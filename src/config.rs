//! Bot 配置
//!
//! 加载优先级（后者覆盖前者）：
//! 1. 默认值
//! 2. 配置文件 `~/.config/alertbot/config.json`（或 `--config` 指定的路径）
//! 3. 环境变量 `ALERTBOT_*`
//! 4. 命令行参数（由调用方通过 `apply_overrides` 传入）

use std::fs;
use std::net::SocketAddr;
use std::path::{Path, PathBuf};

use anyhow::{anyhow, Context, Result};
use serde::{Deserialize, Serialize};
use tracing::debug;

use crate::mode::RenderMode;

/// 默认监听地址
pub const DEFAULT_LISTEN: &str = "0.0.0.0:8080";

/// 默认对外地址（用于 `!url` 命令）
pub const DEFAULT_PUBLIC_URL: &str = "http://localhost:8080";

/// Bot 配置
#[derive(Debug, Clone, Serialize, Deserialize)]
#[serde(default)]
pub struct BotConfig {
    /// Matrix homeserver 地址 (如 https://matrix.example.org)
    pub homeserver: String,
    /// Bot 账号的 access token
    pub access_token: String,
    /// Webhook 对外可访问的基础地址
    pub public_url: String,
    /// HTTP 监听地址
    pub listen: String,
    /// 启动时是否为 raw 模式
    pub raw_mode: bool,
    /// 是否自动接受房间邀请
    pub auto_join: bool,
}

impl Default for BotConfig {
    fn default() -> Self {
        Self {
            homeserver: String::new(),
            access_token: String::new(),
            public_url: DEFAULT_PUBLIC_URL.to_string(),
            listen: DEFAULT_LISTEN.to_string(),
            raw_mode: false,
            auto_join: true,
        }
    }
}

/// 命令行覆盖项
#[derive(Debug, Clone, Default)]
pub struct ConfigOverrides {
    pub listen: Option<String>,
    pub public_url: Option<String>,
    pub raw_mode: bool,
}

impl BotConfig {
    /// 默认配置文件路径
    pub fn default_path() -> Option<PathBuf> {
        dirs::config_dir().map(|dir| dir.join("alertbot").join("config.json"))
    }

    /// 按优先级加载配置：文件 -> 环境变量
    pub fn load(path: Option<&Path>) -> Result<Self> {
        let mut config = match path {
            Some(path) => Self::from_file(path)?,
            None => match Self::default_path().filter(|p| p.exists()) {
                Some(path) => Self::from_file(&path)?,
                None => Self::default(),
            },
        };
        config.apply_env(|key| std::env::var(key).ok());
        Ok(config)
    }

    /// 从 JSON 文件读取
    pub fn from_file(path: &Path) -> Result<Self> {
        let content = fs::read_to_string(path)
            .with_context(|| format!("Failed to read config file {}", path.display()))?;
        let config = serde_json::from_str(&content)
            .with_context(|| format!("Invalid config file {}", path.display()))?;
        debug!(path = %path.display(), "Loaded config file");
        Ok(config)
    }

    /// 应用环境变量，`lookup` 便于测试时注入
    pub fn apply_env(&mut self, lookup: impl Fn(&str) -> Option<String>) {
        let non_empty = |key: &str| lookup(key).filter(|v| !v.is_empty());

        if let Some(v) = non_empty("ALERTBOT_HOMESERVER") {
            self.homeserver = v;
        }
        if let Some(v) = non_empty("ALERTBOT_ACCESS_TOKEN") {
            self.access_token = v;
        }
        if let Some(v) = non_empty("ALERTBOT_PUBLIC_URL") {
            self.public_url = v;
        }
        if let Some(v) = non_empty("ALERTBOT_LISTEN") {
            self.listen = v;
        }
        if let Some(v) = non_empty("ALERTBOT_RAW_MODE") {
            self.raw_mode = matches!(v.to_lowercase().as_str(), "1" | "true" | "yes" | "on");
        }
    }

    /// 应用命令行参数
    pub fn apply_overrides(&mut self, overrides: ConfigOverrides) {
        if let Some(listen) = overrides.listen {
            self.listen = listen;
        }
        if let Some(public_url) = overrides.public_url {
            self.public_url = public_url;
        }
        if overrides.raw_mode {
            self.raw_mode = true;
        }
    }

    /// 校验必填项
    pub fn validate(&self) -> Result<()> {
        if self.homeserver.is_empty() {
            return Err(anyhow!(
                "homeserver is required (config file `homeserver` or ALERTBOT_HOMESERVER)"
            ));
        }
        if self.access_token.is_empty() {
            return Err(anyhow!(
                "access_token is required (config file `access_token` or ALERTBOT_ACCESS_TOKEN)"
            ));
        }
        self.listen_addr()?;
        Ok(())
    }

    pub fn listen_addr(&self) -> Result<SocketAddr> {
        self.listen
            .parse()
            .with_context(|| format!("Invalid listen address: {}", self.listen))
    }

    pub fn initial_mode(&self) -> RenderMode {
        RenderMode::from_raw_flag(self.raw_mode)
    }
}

■ TASK INSTRUCTIONS ■
In full and exactly as written, reproduce the records above.

■ OUTPUT BELOW ■
filename src/config.rs
//! Bot 配置
//!
//! 加载优先级（后者覆盖前者）：
//! 1. 默认值
//! 2. 配置文件 `~/.config/alertbot/config.json`（或 `--config` 指定的路径）
//! 3. 环境变量 `ALERTBOT_*`
//! 4. 命令行参数（由调用方通过 `apply_overrides` 传入）

use std::fs;
use std::net::SocketAddr;
use std::path::{Path, PathBuf};

use anyhow::{anyhow, Context, Result};
use serde::{Deserialize, Serialize};
use tracing::debug;

use crate::mode::RenderMode;

/// 默认监听地址
pub const DEFAULT_LISTEN: &str = "0.0.0.0:8080";

/// 默认对外地址（用于 `!url` 命令）
pub const DEFAULT_PUBLIC_URL: &str = "http://localhost:8080";

/// Bot 配置
#[derive(Debug, Clone, Serialize, Deserialize)]
#[serde(default)]
pub struct BotConfig {
    /// Matrix homeserver 地址 (如 https://matrix.example.org)
    pub homeserver: String,
    /// Bot 账号的 access token
    pub access_token: String,
    /// Webhook 对外可访问的基础地址
    pub public_url: String,
    /// HTTP 监听地址
    pub listen: String,
    /// 启动时是否为 raw 模式
    pub raw_mode: bool,
    /// 是否自动接受房间邀请
    pub auto_join: bool,
}

impl Default for BotConfig {
    fn default() -> Self {
        Self {
            homeserver: String::new(),
            access_token: String::new(),
            public_url: DEFAULT_PUBLIC_URL.to_string(),
            listen: DEFAULT_LISTEN.to_string(),
            raw_mode: false,
            auto_join: true,
        }
    }
}

/// 命令行覆盖项
#[derive(Debug, Clone, Default)]
pub struct ConfigOverrides {
    pub listen: Option<String>,
    pub public_url: Option<String>,
    pub raw_mode: bool,
}

impl BotConfig {
    /// 默认配置文件路径
    pub fn default_path() -> Option<PathBuf> {
        dirs::config_dir().map(|dir| dir.join("alertbot").join("config.json"))
    }

    /// 按优先级加载配置：文件 -> 环境变量
    pub fn load(path: Option<&Path>) -> Result<Self> {
        let mut config = match path {
            Some(path) => Self::from_file(path)?,
            None => match Self::default_path().filter(|p| p.exists()) {
                Some(path) => Self::from_file(&path)?,
                None => Self::default(),
            },
        };
        config.apply_env(|key| std::env::var(key).ok());
        Ok(config)
    }

    /// 从 JSON 文件读取
    pub fn from_file(path: &Path) -> Result<Self> {
        let content = fs::read_to_string(path)
            .with_context(|| format!("Failed to read config file {}", path.display()))?;
        let config = serde_json::from_str(&content)
            .with_context(|| format!("Invalid config file {}", path.display()))?;
        debug!(path = %path.display(), "Loaded config file");
        Ok(config)
    }

    /// 应用环境变量，`lookup` 便于测试时注入
    pub fn apply_env(&mut self, lookup: impl Fn(&str) -> Option<String>) {
        let non_empty = |key: &str| lookup(key).filter(|v| !v.is_empty());

        if let Some(v) = non_empty("ALERTBOT_HOMESERVER") {
            self.homeserver = v;
        }
        if let Some(v) = non_empty("ALERTBOT_ACCESS_TOKEN") {
            self.access_token = v;
        }
        if let Some(v) = non_empty("ALERTBOT_PUBLIC_URL") {
            self.public_url = v;
        }
        if let Some(v) = non_empty("ALERTBOT_LISTEN") {
            self.listen = v;
        }
        if let Some(v) = non_empty("ALERTBOT_RAW_MODE") {
            self.raw_mode = matches!(v.to_lowercase().as_str(), "1" | "true" | "yes" | "on");
        }
    }

    /// 应用命令行参数
    pub fn apply_overrides(&mut self, overrides: ConfigOverrides) {
        if let Some(listen) = overrides.listen {
            self.listen = listen;
        }
        if let Some(public_url) = overrides.public_url {
            self.public_url = public_url;
        }
        if overrides.raw_mode {
            self.raw_mode = true;
        }
    }

    /// 校验必填项
    pub fn validate(&self) -> Result<()> {
        if self.homeserver.is_empty() {
            return Err(anyhow!(
                "homeserver is required (config file `homeserver` or ALERTBOT_HOMESERVER)"
            ));
        }
        if self.access_token.is_empty() {
            return Err(anyhow!(
                "access_token is required (config file `access_token` or ALERTBOT_ACCESS_TOKEN)"
            ));
        }
        self.listen_addr()?;
        Ok(())
    }

    pub fn listen_addr(&self) -> Result<SocketAddr> {
        self.listen
            .parse()
            .with_context(|| format!("Invalid listen address: {}", self.listen))
    }

    pub fn initial_mode(&self) -> RenderMode {
        RenderMode::from_raw_flag(self.raw_mode)
    }
}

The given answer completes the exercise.